Task requirements
Please reproduce all of the lines below, word for word and in full.

━━━━━ Records shown

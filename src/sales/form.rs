use chrono::NaiveDate;
use serde::{Deserialize, Serialize};

use crate::form::{finite, non_blank, FieldProblem, FormFields, ValidationError};
use crate::store::RecordStore;

use super::{OrderId, SaleRecord, SaleStatus};

/// A validated new-sale command: customer and product non-blank, amount
/// finite.
#[derive(Debug, Clone, PartialEq, Serialize, Deserialize)]
#[serde(try_from = "SaleFields")]
pub struct SaleInput {
    customer: String,
    /// Product display name.
    product: String,
    quantity: i64,
    amount: f64,
    status: SaleStatus,
}

#[derive(Deserialize)]
struct SaleFields {
    customer: String,
    product: String,
    quantity: i64,
    amount: f64,
    #[serde(default)]
    status: SaleStatus,
}

impl TryFrom<SaleFields> for SaleInput {
    type Error = ValidationError;

    fn try_from(fields: SaleFields) -> Result<Self, Self::Error> {
        SaleInput::try_new(
            fields.customer,
            fields.product,
            fields.quantity,
            fields.amount,
            fields.status,
        )
    }
}

impl SaleInput {
    pub const CUSTOMER: &'static str = "customer";
    pub const PRODUCT: &'static str = "product";
    pub const QUANTITY: &'static str = "quantity";
    pub const AMOUNT: &'static str = "amount";
    pub const STATUS: &'static str = "status";

    pub fn try_new(
        customer: impl Into<String>,
        product: impl Into<String>,
        quantity: i64,
        amount: f64,
        status: SaleStatus,
    ) -> Result<Self, ValidationError> {
        Ok(Self {
            customer: non_blank(Self::CUSTOMER, customer.into())?,
            product: non_blank(Self::PRODUCT, product.into())?,
            quantity,
            amount: finite(Self::AMOUNT, amount)?,
            status,
        })
    }

    pub fn customer(&self) -> &str {
        &self.customer
    }

    pub fn product(&self) -> &str {
        &self.product
    }

    pub fn quantity(&self) -> i64 {
        self.quantity
    }

    pub fn amount(&self) -> f64 {
        self.amount
    }

    pub fn status(&self) -> SaleStatus {
        self.status
    }

    pub(crate) fn into_record(self, id: OrderId, date: NaiveDate) -> SaleRecord {
        SaleRecord {
            id,
            customer: self.customer,
            product: self.product,
            quantity: self.quantity,
            amount: self.amount,
            status: self.status,
            date,
        }
    }

    /// Parse the new-sale dialog.
    ///
    /// The product field carries a slug picked from the product list; it is
    /// resolved to the display name of the matching record in `products`, or
    /// kept verbatim when nothing matches. A missing status means pending.
    pub fn from_form(form: &FormFields, products: &RecordStore) -> Result<Self, ValidationError> {
        let customer = form.required_text(Self::CUSTOMER)?;
        let product_choice = form.required_text(Self::PRODUCT)?;
        let quantity = form.required_integer(Self::QUANTITY)?;
        let amount = form.required_decimal(Self::AMOUNT)?;
        let status = match form.optional_text(Self::STATUS) {
            None => SaleStatus::default(),
            Some(raw) => raw.parse().map_err(|_| {
                ValidationError::with_value(Self::STATUS, FieldProblem::UnknownOption, &raw)
            })?,
        };

        Ok(Self {
            customer,
            product: resolve_product(&product_choice, products),
            quantity,
            amount,
            status,
        })
    }
}

/// Option value for a product name: lowercase, runs of anything that is not
/// a letter or digit collapsed to `-`.
pub fn product_slug(name: &str) -> String {
    let mut slug = String::with_capacity(name.len());
    let mut pending_dash = false;
    for c in name.chars() {
        if c.is_alphanumeric() {
            if pending_dash && !slug.is_empty() {
                slug.push('-');
            }
            pending_dash = false;
            slug.extend(c.to_lowercase());
        } else {
            pending_dash = true;
        }
    }
    slug
}

fn resolve_product(choice: &str, products: &RecordStore) -> String {
    products
        .iter()
        .find(|r| product_slug(&r.name) == choice)
        .map(|r| r.name.clone())
        .unwrap_or_else(|| choice.to_string())
}

#[cfg(test)]
mod tests {
    use super::*;
    use crate::product::seed_products;

    fn sale_form() -> FormFields {
        FormFields::from_pairs([
            ("customer", "Ada Lovelace"),
            ("product", "professional-kit"),
            ("quantity", "2"),
            ("amount", "199.98"),
        ])
    }

    #[test]
    fn slugs_collapse_separators() {
        assert_eq!(product_slug("Premium Widget"), "premium-widget");
        assert_eq!(product_slug("  Nuts & Bolts!"), "nuts-bolts");
    }

    #[test]
    fn slug_resolves_to_display_name() {
        let products = RecordStore::from_records(seed_products());
        let input = SaleInput::from_form(&sale_form(), &products).unwrap();
        assert_eq!(input.product(), "Professional Kit");
        assert_eq!(input.status(), SaleStatus::Pending);
    }

    #[test]
    fn unknown_slug_is_kept() {
        let mut form = sale_form();
        form.set("product", "mystery-box");
        let input = SaleInput::from_form(&form, &RecordStore::new()).unwrap();
        assert_eq!(input.product(), "mystery-box");
    }

    #[test]
    fn bad_status_is_a_validation_error() {
        let mut form = sale_form();
        form.set("status", "shipped");
        let err = SaleInput::from_form(&form, &RecordStore::new()).unwrap_err();
        assert_eq!(err.field, "status");
        assert_eq!(err.problem, FieldProblem::UnknownOption);
    }

    #[test]
    fn typed_input_rejects_blank_customer() {
        let err = SaleInput::try_new(" ", "Deluxe Gadget", 1, 49.99, SaleStatus::Pending)
            .unwrap_err();
        assert_eq!(err.field, "customer");
        assert_eq!(err.problem, FieldProblem::Blank);
    }

    #[test]
    fn typed_input_rejects_infinite_amount() {
        let err = SaleInput::try_new("Ada", "Deluxe Gadget", 1, f64::INFINITY, SaleStatus::Pending)
            .unwrap_err();
        assert_eq!(err.field, "amount");
    }
}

━━━━━━━━━━

Result below
filename src/sales/form.rs
use chrono::NaiveDate;
use serde::{Deserialize, Serialize};

use crate::form::{finite, non_blank, FieldProblem, FormFields, ValidationError};
use crate::store::RecordStore;

use super::{OrderId, SaleRecord, SaleStatus};

/// A validated new-sale command: customer and product non-blank, amount
/// finite.
#[derive(Debug, Clone, PartialEq, Serialize, Deserialize)]
#[serde(try_from = "SaleFields")]
pub struct SaleInput {
    customer: String,
    /// Product display name.
    product: String,
    quantity: i64,
    amount: f64,
    status: SaleStatus,
}

#[derive(Deserialize)]
struct SaleFields {
    customer: String,
    product: String,
    quantity: i64,
    amount: f64,
    #[serde(default)]
    status: SaleStatus,
}

impl TryFrom<SaleFields> for SaleInput {
    type Error = ValidationError;

    fn try_from(fields: SaleFields) -> Result<Self, Self::Error> {
        SaleInput::try_new(
            fields.customer,
            fields.product,
            fields.quantity,
            fields.amount,
            fields.status,
        )
    }
}

impl SaleInput {
    pub const CUSTOMER: &'static str = "customer";
    pub const PRODUCT: &'static str = "product";
    pub const QUANTITY: &'static str = "quantity";
    pub const AMOUNT: &'static str = "amount";
    pub const STATUS: &'static str = "status";

    pub fn try_new(
        customer: impl Into<String>,
        product: impl Into<String>,
        quantity: i64,
        amount: f64,
        status: SaleStatus,
    ) -> Result<Self, ValidationError> {
        Ok(Self {
            customer: non_blank(Self::CUSTOMER, customer.into())?,
            product: non_blank(Self::PRODUCT, product.into())?,
            quantity,
            amount: finite(Self::AMOUNT, amount)?,
            status,
        })
    }

    pub fn customer(&self) -> &str {
        &self.customer
    }

    pub fn product(&self) -> &str {
        &self.product
    }

    pub fn quantity(&self) -> i64 {
        self.quantity
    }

    pub fn amount(&self) -> f64 {
        self.amount
    }

    pub fn status(&self) -> SaleStatus {
        self.status
    }

    pub(crate) fn into_record(self, id: OrderId, date: NaiveDate) -> SaleRecord {
        SaleRecord {
            id,
            customer: self.customer,
            product: self.product,
            quantity: self.quantity,
            amount: self.amount,
            status: self.status,
            date,
        }
    }

    /// Parse the new-sale dialog.
    ///
    /// The product field carries a slug picked from the product list; it is
    /// resolved to the display name of the matching record in `products`, or
    /// kept verbatim when nothing matches. A missing status means pending.
    pub fn from_form(form: &FormFields, products: &RecordStore) -> Result<Self, ValidationError> {
        let customer = form.required_text(Self::CUSTOMER)?;
        let product_choice = form.required_text(Self::PRODUCT)?;
        let quantity = form.required_integer(Self::QUANTITY)?;
        let amount = form.required_decimal(Self::AMOUNT)?;
        let status = match form.optional_text(Self::STATUS) {
            None => SaleStatus::default(),
            Some(raw) => raw.parse().map_err(|_| {
                ValidationError::with_value(Self::STATUS, FieldProblem::UnknownOption, &raw)
            })?,
        };

        Ok(Self {
            customer,
            product: resolve_product(&product_choice, products),
            quantity,
            amount,
            status,
        })
    }
}

/// Option value for a product name: lowercase, runs of anything that is not
/// a letter or digit collapsed to `-`.
pub fn product_slug(name: &str) -> String {
    let mut slug = String::with_capacity(name.len());
    let mut pending_dash = false;
    for c in name.chars() {
        if c.is_alphanumeric() {
            if pending_dash && !slug.is_empty() {
                slug.push('-');
            }
            pending_dash = false;
            slug.extend(c.to_lowercase());
        } else {
            pending_dash = true;
        }
    }
    slug
}

fn resolve_product(choice: &str, products: &RecordStore) -> String {
    products
        .iter()
        .find(|r| product_slug(&r.name) == choice)
        .map(|r| r.name.clone())
        .unwrap_or_else(|| choice.to_string())
}

#[cfg(test)]
mod tests {
    use super::*;
    use crate::product::seed_products;

    fn sale_form() -> FormFields {
        FormFields::from_pairs([
            ("customer", "Ada Lovelace"),
            ("product", "professional-kit"),
            ("quantity", "2"),
            ("amount", "199.98"),
        ])
    }

    #[test]
    fn slugs_collapse_separators() {
        assert_eq!(product_slug("Premium Widget"), "premium-widget");
        assert_eq!(product_slug("  Nuts & Bolts!"), "nuts-bolts");
    }

    #[test]
    fn slug_resolves_to_display_name() {
        let products = RecordStore::from_records(seed_products());
        let input = SaleInput::from_form(&sale_form(), &products).unwrap();
        assert_eq!(input.product(), "Professional Kit");
        assert_eq!(input.status(), SaleStatus::Pending);
    }

    #[test]
    fn unknown_slug_is_kept() {
        let mut form = sale_form();
        form.set("product", "mystery-box");
        let input = SaleInput::from_form(&form, &RecordStore::new()).unwrap();
        assert_eq!(input.product(), "mystery-box");
    }

    #[test]
    fn bad_status_is_a_validation_error() {
        let mut form = sale_form();
        form.set("status", "shipped");
        let err = SaleInput::from_form(&form, &RecordStore::new()).unwrap_err();
        assert_eq!(err.field, "status");
        assert_eq!(err.problem, FieldProblem::UnknownOption);
    }

    #[test]
    fn typed_input_rejects_blank_customer() {
        let err = SaleInput::try_new(" ", "Deluxe Gadget", 1, 49.99, SaleStatus::Pending)
            .unwrap_err();
        assert_eq!(err.field, "customer");
        assert_eq!(err.problem, FieldProblem::Blank);
    }

    #[test]
    fn typed_input_rejects_infinite_amount() {
        let err = SaleInput::try_new("Ada", "Deluxe Gadget", 1, f64::INFINITY, SaleStatus::Pending)
            .unwrap_err();
        assert_eq!(err.field, "amount");
    }
}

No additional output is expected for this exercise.